Video

Dr DePalo on First-Line Therapies in Unresectable Melanoma In-Transit Metastases

Danielle K. DePalo, MD, discusses findings from a study comparing first-line isolated limb infusion/perfusion vs immune checkpoint inhibitors and intratumoral therapy in patients with surgically unresectable melanoma in-transit metastases.

Danielle K. DePalo, MD, Moffitt Cancer Center, discusses findings from a study comparing first-line isolated limb infusion/perfusion vs immune checkpoint inhibitors and intratumoral therapy in patients with surgically unresectable melanoma in-transit metastases.

Of the 560 patients included in the study, 86 had received intratumoral therapy, 353 had received isolated limb infusions/perfusions, and 121 had received immune checkpoint inhibitors. The patients in the intratumoral therapy cohort had the highest median age, at 74 years vs a median age of 67 years in the infusion/perfusion cohort and the lowest median age of 64 years in the immune checkpoint inhibitor cohort. Infusions/perfusions were used to treat the highest mean number of lesions, at a median of 12.6 vs 4.2 and 7.1 in the intratumoral therapy and immune checkpoint inhibitor cohorts, respectively. The largest median sizes of the in-transit metastases were comparable across the intratumoral therapy, infusion/perfusion, and immune checkpoint inhibitor cohorts, at 7 mm, 10 mm, and 12 mm, respectively, DePalo says.

The toxicity profiles followed expected patterns for each treatment modality, DePalo notes. Those in the infusion/perfusion cohort experienced higher rates of lymphedema, at 31.9% vs 12.2% and 19.5% in the intratumoral therapy and immune checkpoint inhibitor cohorts, respectively. The immune checkpoint inhibitor cohort had higher rates of toxicities requiring short-term pharmacological therapy, at 44.1% vs 18.0% and 20.4% in the intratumoral therapy and infusion/perfusion cohorts, respectively. This cohort also experienced higher rates of toxicities requiring hospitalization, at 22.1% vs 1.4% and 9.2% in the intratumoral therapy and infusion/perfusion cohorts, respectively.

The median follow-up was longest for the patients who received infusions/perfusions because limb infusions/perfusions have been used for a longer time than intratumoral therapies and immune checkpoint inhibitors, DePalo explains. Patients who received intratumoral therapy or infusions/perfusions had the highest overall response rates, at 72.1% and 82.2%, respectively, compared with 63.6% in those who received immune checkpoint inhibitors.

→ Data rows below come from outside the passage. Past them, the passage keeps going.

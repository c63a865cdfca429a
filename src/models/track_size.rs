//! Rubber track sizes and size codes.

use crate::models::{default_true, CatalogRecord, RecordId};
use anyhow::Result;
use regex::Regex;
use serde::{Deserialize, Serialize};
use std::fmt;
use std::sync::LazyLock;

static SIZE_CODE_PATTERN: LazyLock<Regex> = LazyLock::new(|| {
    Regex::new(r"^(\d+(?:\.\d+)?)\s*[xX×]\s*(\d+(?:\.\d+)?)\s*[xX×]\s*(\d+)$")
        .expect("size code pattern is valid")
});

/// Parsed track size code ("WIDTHxPITCHxLINKS", millimeters).
///
/// # Examples
///
/// ```
/// use trackfinder::models::SizeCode;
///
/// let code = SizeCode::parse("300x52.5x84").unwrap();
/// assert_eq!(code.links, 84);
/// assert_eq!(code.to_string(), "300x52.5x84");
/// ```
#[derive(Debug, Clone, Copy, PartialEq)]
pub struct SizeCode {
    /// Track width in millimeters
    pub width: f64,
    /// Link pitch in millimeters
    pub pitch: f64,
    /// Number of links
    pub links: u32,
}

impl SizeCode {
    /// Parses a size code, tolerating surrounding whitespace and an upper-case `X`.
    pub fn parse(code: &str) -> Result<Self> {
        let trimmed = code.trim();
        let Some(caps) = SIZE_CODE_PATTERN.captures(trimmed) else {
            anyhow::bail!("Invalid track size code '{code}': expected WIDTHxPITCHxLINKS");
        };

        let width: f64 = caps[1].parse()?;
        let pitch: f64 = caps[2].parse()?;
        let links: u32 = caps[3].parse()?;

        if width <= 0.0 || pitch <= 0.0 {
            anyhow::bail!("Invalid track size code '{code}': width and pitch must be positive");
        }

        Ok(Self {
            width,
            pitch,
            links,
        })
    }

    /// Normalizes a code for comparison: lowercase, no whitespace.
    #[must_use]
    pub fn normalize(code: &str) -> String {
        code.chars()
            .filter(|c| !c.is_whitespace())
            .map(|c| if c == '×' { 'x' } else { c })
            .collect::<String>()
            .to_lowercase()
    }
}

impl fmt::Display for SizeCode {
    fn fmt(&self, f: &mut fmt::Formatter<'_>) -> fmt::Result {
        write!(f, "{}x{}x{}", self.width, self.pitch, self.links)
    }
}

/// Fully known dimensions of a track size.
#[derive(Debug, Clone, Copy, PartialEq)]
pub struct Dimensions {
    /// Width in millimeters (positive)
    pub width: f64,
    /// Pitch in millimeters (positive)
    pub pitch: f64,
    /// Number of links
    pub links: u32,
}

/// A rubber track size offered by the store.
///
/// Width, pitch and links are optional in the backend schema. Missing values
/// are filled from the size code when the record is prepared; a record whose
/// width is still unknown afterwards stays in the catalog but is left out of
/// width grouping.
#[derive(Debug, Clone, PartialEq, Serialize, Deserialize)]
pub struct TrackSize {
    /// Record identifier
    #[serde(default, alias = "_id", skip_serializing_if = "Option::is_none")]
    pub id: Option<RecordId>,
    /// Size code in millimeters (e.g., "300x55x82")
    pub size: String,
    /// Width in millimeters
    #[serde(default)]
    pub width: Option<f64>,
    /// Pitch in millimeters
    #[serde(default)]
    pub pitch: Option<f64>,
    /// Number of links
    #[serde(default)]
    pub links: Option<u32>,
    /// Selling price in USD
    #[serde(default, skip_serializing_if = "Option::is_none")]
    pub price: Option<f64>,
    /// Optional description
    #[serde(default, skip_serializing_if = "Option::is_none")]
    pub description: Option<String>,
    /// Whether the size is listed on the storefront
    #[serde(default = "default_true")]
    pub is_active: bool,
}

impl TrackSize {
    /// Creates an active track size with all dimensions set.
    pub fn new(size: impl Into<String>, width: f64, pitch: f64, links: u32) -> Self {
        Self {
            id: None,
            size: size.into(),
            width: Some(width),
            pitch: Some(pitch),
            links: Some(links),
            price: None,
            description: None,
            is_active: true,
        }
    }

    /// Returns the width if it is usable for grouping (finite and positive).
    #[must_use]
    pub fn width_mm(&self) -> Option<f64> {
        self.width.filter(|w| w.is_finite() && *w > 0.0)
    }

    /// Returns all dimensions, or `None` if any of them is missing or invalid.
    #[must_use]
    pub fn dimensions(&self) -> Option<Dimensions> {
        let pitch = self.pitch.filter(|p| p.is_finite() && *p > 0.0)?;
        Some(Dimensions {
            width: self.width_mm()?,
            pitch,
            links: self.links?,
        })
    }

    /// Whether this record's code refers to the given size code.
    #[must_use]
    pub fn matches_code(&self, code: &str) -> bool {
        SizeCode::normalize(&self.size) == SizeCode::normalize(code)
    }
}

impl CatalogRecord for TrackSize {
    const KIND: &'static str = "track size";

    fn prepare(&mut self) -> Result<()> {
        self.size = self.size.trim().to_string();
        if self.size.is_empty() {
            anyhow::bail!("Track size code cannot be empty");
        }

        // Fill in what the code tells us; an unparseable code only matters
        // if the numeric fields are missing too.
        if let Ok(code) = SizeCode::parse(&self.size) {
            self.width = self.width.or(Some(code.width));
            self.pitch = self.pitch.or(Some(code.pitch));
            self.links = self.links.or(Some(code.links));
        }

        if let Some(price) = self.price {
            if !price.is_finite() || price < 0.0 {
                anyhow::bail!("Track size {} has an invalid price: {price}", self.size);
            }
        }

        Ok(())
    }

    fn is_active(&self) -> bool {
        self.is_active
    }
}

Patients who received intratumoral therapy achieved the longest median local progression-free survival (PFS), which was not reached (NR) vs 1.0 years and 1.6 years in those who received infusions/perfusions and immune checkpoint inhibitors, respectively. The median distant PFS was NR, 7.4 years, and 5.6 years in the intratumoral therapy, infusion/perfusion, and immune checkpoint inhibitor cohorts, respectively. These findings were supported by a multivariable analysis, and these patterns were also observed regarding melanoma-specific survival and overall survival, DePalo concludes.